WHAT THIS TASK INVOLVES:
Among the lines below, keep only those from the one containing "impl<O> Drop for" through the one containing "vec![self.bounding_client_rect(node)]", and reproduce them exactly.

RECORD SET:

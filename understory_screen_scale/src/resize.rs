// Copyright 2025 the Understory Authors
// SPDX-License-Identifier: Apache-2.0 OR MIT

//! Resize observation that reacts to scale changes.
//!
//! When the scale factor changes, an element's design-space size can change
//! without its physical size changing, so the host never reports it. A
//! [`ScaledResizeObserver`] wraps the host's native observer and, while it has
//! targets, also listens to [`ScaleStateHandle`]: every published state
//! produces one callback with a synthesized entry per observed target.
//!
//! Native entries pass through the same translation, so callers only ever see
//! design-space sizes.

use alloc::boxed::Box;
use alloc::rc::{Rc, Weak};
use alloc::vec::Vec;
use core::cell::RefCell;
use core::fmt;

use kurbo::Rect;
use smallvec::{SmallVec, smallvec};

use crate::geometry::{BoxSize, GeometryProvider, to_design_box_size, to_design_rect};
use crate::listeners::{CancellationScope, Subscription};
use crate::state::ScaleStateHandle;

/// One entry of a resize observation.
#[derive(Clone, Debug, PartialEq)]
pub struct ResizeObserverEntry<O> {
    /// The observed object.
    pub target: O,
    /// Content rectangle.
    pub content_rect: Rect,
    /// Border box sizes, one per fragment.
    pub border_box_size: SmallVec<[BoxSize; 1]>,
    /// Content box sizes, one per fragment.
    pub content_box_size: SmallVec<[BoxSize; 1]>,
    /// Content box sizes in device pixels, one per fragment.
    pub device_pixel_content_box_size: SmallVec<[BoxSize; 1]>,
}

impl<O> ResizeObserverEntry<O> {
    /// An entry whose every size matches `rect`.
    #[must_use]
    pub fn uniform(target: O, rect: Rect) -> Self {
        let size = BoxSize::of_rect(rect);
        Self {
            target,
            content_rect: rect,
            border_box_size: smallvec![size],
            content_box_size: smallvec![size],
            device_pixel_content_box_size: smallvec![size],
        }
    }

    /// The entry with every length divided by `factor`.
    #[must_use]
    pub fn to_design(self, factor: f64) -> Self {
        let scale = |sizes: SmallVec<[BoxSize; 1]>| {
            sizes
                .into_iter()
                .map(|size| to_design_box_size(size, factor))
                .collect()
        };
        Self {
            target: self.target,
            content_rect: to_design_rect(self.content_rect, factor),
            border_box_size: scale(self.border_box_size),
            content_box_size: scale(self.content_box_size),
            device_pixel_content_box_size: scale(self.device_pixel_content_box_size),
        }
    }
}

/// Which box an observation tracks.
#[derive(Clone, Copy, Debug, Default, PartialEq, Eq)]
pub enum ResizeObserverBox {
    /// The content box.
    #[default]
    ContentBox,
    /// The border box.
    BorderBox,
    /// The content box, in device pixels.
    DevicePixelContentBox,
}

/// Options passed to [`ResizeObservation::observe`].
#[derive(Clone, Copy, Debug, Default, PartialEq, Eq)]
pub struct ObserveOptions {
    /// Which box to track.
    pub box_model: ResizeObserverBox,
}

/// Callback receiving a batch of entries.
pub type ResizeCallback<O> = Rc<dyn Fn(&[ResizeObserverEntry<O>])>;

/// Creates an observer around a callback.
pub type ResizeObserverConstructor<O> =
    Rc<dyn Fn(ResizeCallback<O>) -> Box<dyn ResizeObservation<O>>>;

/// The resize observation contract shared by native and scaled observers.
pub trait ResizeObservation<O> {
    /// Starts observing `target`.
    fn observe(&mut self, target: O, options: ObserveOptions);

    /// Stops observing `target`.
    fn unobserve(&mut self, target: &O);

    /// Stops observing everything.
    fn disconnect(&mut self);
}

struct Session<O> {
    targets: SmallVec<[O; 4]>,
    scope: CancellationScope,
    subscription: Option<Subscription>,
}

impl<O> Session<O> {
    /// Cancels the current state subscription and prepares a fresh scope.
    fn end(&mut self) {
        self.scope.cancel();
        self.scope = CancellationScope::new();
        self.subscription = None;
        self.targets.clear();
    }
}

/// A resize observer that also fires when the scale factor changes.
pub struct ScaledResizeObserver<O> {
    native: Box<dyn ResizeObservation<O>>,
    session: Rc<RefCell<Session<O>>>,
    state: ScaleStateHandle,
    geometry: Rc<dyn GeometryProvider<O>>,
    callback: ResizeCallback<O>,
}

impl<O> fmt::Debug for ScaledResizeObserver<O> {
    fn fmt(&self, f: &mut fmt::Formatter<'_>) -> fmt::Result {
        let session = self.session.borrow();
        f.debug_struct("ScaledResizeObserver")
            .field("targets", &session.targets.len())
            .field("subscribed", &session.subscription.is_some())
            .finish_non_exhaustive()
    }
}

impl<O: Clone + PartialEq + 'static> ScaledResizeObserver<O> {
    /// Creates the native observer through `native` and wraps it.
    ///
    /// `geometry` must report design-space rectangles; synthesized entries
    /// are built from its bounding rectangles.
    pub fn new(
        native: &ResizeObserverConstructor<O>,
        callback: ResizeCallback<O>,
        state: ScaleStateHandle,
        geometry: Rc<dyn GeometryProvider<O>>,
    ) -> Self {
        let translating: ResizeCallback<O> = {
            let state = state.clone();
            let callback = callback.clone();
            Rc::new(move |entries: &[ResizeObserverEntry<O>]| {
                let factor = state.effective_scale_factor();
                let translated: Vec<_> = entries
                    .iter()
                    .cloned()
                    .map(|entry| entry.to_design(factor))
                    .collect();
                callback(&translated);
            })
        };
        Self {
            native: native(translating),
            session: Rc::new(RefCell::new(Session {
                targets: SmallVec::new(),
                scope: CancellationScope::new(),
                subscription: None,
            })),
            state,
            geometry,
            callback,
        }
    }

    /// Objects currently observed.
    #[must_use]
    pub fn targets(&self) -> Vec<O> {
        self.session.borrow().targets.to_vec()
    }

    /// Returns `true` while this observer listens to scale changes.
    #[must_use]
    pub fn is_subscribed(&self) -> bool {
        let session = self.session.borrow();
        session.subscription.is_some() && !session.scope.is_cancelled()
    }

    fn subscribe(&self) {
        let scope = self.session.borrow().scope.clone();
        let weak: Weak<RefCell<Session<O>>> = Rc::downgrade(&self.session);
        let geometry = self.geometry.clone();
        let callback = self.callback.clone();
        let subscription = self.state.subscribe_scoped(&scope, move |_| {
            let Some(session) = weak.upgrade() else {
                return;
            };
            let targets = session.borrow().targets.clone();
            if targets.is_empty() {
                return;
            }
            let entries: Vec<_> = targets
                .into_iter()
                .map(|target| {
                    let rect = geometry.bounding_client_rect(&target);
                    ResizeObserverEntry::uniform(target, rect)
                })
                .collect();
            tracing::trace!(count = entries.len(), "synthesizing resize entries");
            callback(&entries);
        });
        self.session.borrow_mut().subscription = Some(subscription);
        tracing::debug!("resize observer subscribed to scale changes");
    }
}

impl<O: Clone + PartialEq + 'static> ResizeObservation<O> for ScaledResizeObserver<O> {
    fn observe(&mut self, target: O, options: ObserveOptions) {
        let first = {
            let mut session = self.session.borrow_mut();
            let first = session.targets.is_empty();
            if !session.targets.contains(&target) {
                session.targets.push(target.clone());
            }
            first && session.subscription.is_none()
        };
        if first {
            self.subscribe();
        }
        self.native.observe(target, options);
    }

    fn unobserve(&mut self, target: &O) {
        let emptied = {
            let mut session = self.session.borrow_mut();
            let before = session.targets.len();
            session.targets.retain(|t| t != target);
            before > 0 && session.targets.is_empty()
        };
        if emptied {
            self.session.borrow_mut().end();
            tracing::debug!("last target unobserved; resize observer unsubscribed");
        }
        self.native.unobserve(target);
    }

    fn disconnect(&mut self) {
        self.session.borrow_mut().end();
        self.native.disconnect();
    }
}

impl<O> Drop for ScaledResizeObserver<O> {
    fn drop(&mut self) {
        if let Ok(session) = self.session.try_borrow() {
            session.scope.cancel();
        }
    }
}

#[cfg(test)]
mod tests {
    use alloc::vec;
    use core::cell::Cell;

    use super::*;
    use crate::state::{PolicyInput, ScaleState, TargetWidth, ViewportMeasurement};

    #[derive(Default)]
    struct NativeLog {
        observed: Vec<u32>,
        disconnects: usize,
    }

    struct Native {
        log: Rc<RefCell<NativeLog>>,
    }

    impl ResizeObservation<u32> for Native {
        fn observe(&mut self, target: u32, _: ObserveOptions) {
            self.log.borrow_mut().observed.push(target);
        }

        fn unobserve(&mut self, target: &u32) {
            self.log.borrow_mut().observed.retain(|t| t != target);
        }

        fn disconnect(&mut self) {
            let mut log = self.log.borrow_mut();
            log.observed.clear();
            log.disconnects += 1;
        }
    }

    struct Boxes;

    impl GeometryProvider<u32> for Boxes {
        fn bounding_client_rect(&self, node: &u32) -> Rect {
            Rect::new(0.0, 0.0, f64::from(*node) * 10.0, 10.0)
        }

        fn client_rects(&self, node: &u32) -> Vec<Rect> {
            vec![self.bounding_client_rect(node)]
        }
    }

    struct Fixture {
        state: ScaleStateHandle,
        log: Rc<RefCell<NativeLog>>,
        native_callback: Rc<RefCell<Option<ResizeCallback<u32>>>>,
        batches: Rc<RefCell<Vec<Vec<ResizeObserverEntry<u32>>>>>,
        observer: ScaledResizeObserver<u32>,
    }

    fn fixture() -> Fixture {
        let state = ScaleStateHandle::default();
        let log = Rc::new(RefCell::new(NativeLog::default()));
        let native_callback = Rc::new(RefCell::new(None));
        let ctor: ResizeObserverConstructor<u32> = {
            let log = log.clone();
            let native_callback = native_callback.clone();
            Rc::new(move |cb: ResizeCallback<u32>| {
                *native_callback.borrow_mut() = Some(cb);
                Box::new(Native { log: log.clone() })
            })
        };
        let batches = Rc::new(RefCell::new(Vec::new()));
        let callback: ResizeCallback<u32> = {
            let batches = batches.clone();
            Rc::new(move |entries: &[ResizeObserverEntry<u32>]| {
                batches.borrow_mut().push(entries.to_vec());
            })
        };
        let observer = ScaledResizeObserver::new(&ctor, callback, state.clone(), Rc::new(Boxes));
        Fixture {
            state,
            log,
            native_callback,
            batches,
            observer,
        }
    }

    fn publish(state: &ScaleStateHandle, width: f64) {
        let input = PolicyInput {
            measurement: ViewportMeasurement::new(width, 500.0),
            scale_multiplier: 1.0,
            is_portrait: false,
        };
        state.publish(ScaleState::compute(&input, &TargetWidth::fixed(500.0)));
    }

    #[test]
    fn state_change_synthesizes_one_batch() {
        let mut f = fixture();
        f.observer.observe(1, ObserveOptions::default());
        f.observer.observe(2, ObserveOptions::default());
        assert_eq!(f.log.borrow().observed, vec![1, 2]);

        publish(&f.state, 1000.0);
        let batches = f.batches.borrow();
        assert_eq!(batches.len(), 1);
        assert_eq!(batches[0].len(), 2);
        assert_eq!(batches[0][1].target, 2);
        assert_eq!(batches[0][1].content_rect, Rect::new(0.0, 0.0, 20.0, 10.0));
    }

    #[test]
    fn last_unobserve_unsubscribes() {
        let mut f = fixture();
        f.observer.observe(1, ObserveOptions::default());
        f.observer.unobserve(&1);
        assert!(!f.observer.is_subscribed());
        publish(&f.state, 1000.0);
        assert!(f.batches.borrow().is_empty());

        // Observing again starts a fresh subscription.
        f.observer.observe(3, ObserveOptions::default());
        assert!(f.observer.is_subscribed());
        publish(&f.state, 2000.0);
        assert_eq!(f.batches.borrow().len(), 1);
    }

    #[test]
    fn disconnect_always_unsubscribes() {
        let mut f = fixture();
        f.observer.observe(1, ObserveOptions::default());
        f.observer.disconnect();
        assert!(!f.observer.is_subscribed());
        assert!(f.observer.targets().is_empty());
        assert_eq!(f.log.borrow().disconnects, 1);
        publish(&f.state, 1000.0);
        assert!(f.batches.borrow().is_empty());
        assert_eq!(f.state.listener_count(), 0);
    }

    #[test]
    fn native_entries_are_translated() {
        let f = fixture();
        publish(&f.state, 1000.0);
        let cb = f.native_callback.borrow().clone();
        let cb = cb.expect("native observer was created");
        let physical = [ResizeObserverEntry::uniform(
            7,
            Rect::new(0.0, 0.0, 200.0, 100.0),
        )];
        cb(&physical[..]);
        let batches = f.batches.borrow();
        assert_eq!(batches[0][0].content_rect, Rect::new(0.0, 0.0, 100.0, 50.0));
        assert_eq!(
            batches[0][0].border_box_size[0],
            BoxSize {
                inline_size: 100.0,
                block_size: 50.0
            }
        );
    }

    #[test]
    fn dropping_the_observer_releases_the_listener() {
        let hits = Rc::new(Cell::new(0));
        let mut f = fixture();
        f.observer.observe(1, ObserveOptions::default());
        {
            let hits = hits.clone();
            let _ = f.state.subscribe(move |_| hits.set(hits.get() + 1));
        }
        let Fixture {
            state, observer, ..
        } = f;
        drop(observer);
        publish(&state, 1000.0);
        assert_eq!(hits.get(), 1);
        assert_eq!(state.listener_count(), 1);
    }
}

EXERCISE SOLUTION:
impl<O> Drop for ScaledResizeObserver<O> {
    fn drop(&mut self) {
        if let Ok(session) = self.session.try_borrow() {
            session.scope.cancel();
        }
    }
}

#[cfg(test)]
mod tests {
    use alloc::vec;
    use core::cell::Cell;

    use super::*;
    use crate::state::{PolicyInput, ScaleState, TargetWidth, ViewportMeasurement};

    #[derive(Default)]
    struct NativeLog {
        observed: Vec<u32>,
        disconnects: usize,
    }

    struct Native {
        log: Rc<RefCell<NativeLog>>,
    }

    impl ResizeObservation<u32> for Native {
        fn observe(&mut self, target: u32, _: ObserveOptions) {
            self.log.borrow_mut().observed.push(target);
        }

        fn unobserve(&mut self, target: &u32) {
            self.log.borrow_mut().observed.retain(|t| t != target);
        }

        fn disconnect(&mut self) {
            let mut log = self.log.borrow_mut();
            log.observed.clear();
            log.disconnects += 1;
        }
    }

    struct Boxes;

    impl GeometryProvider<u32> for Boxes {
        fn bounding_client_rect(&self, node: &u32) -> Rect {
            Rect::new(0.0, 0.0, f64::from(*node) * 10.0, 10.0)
        }

        fn client_rects(&self, node: &u32) -> Vec<Rect> {
            vec![self.bounding_client_rect(node)]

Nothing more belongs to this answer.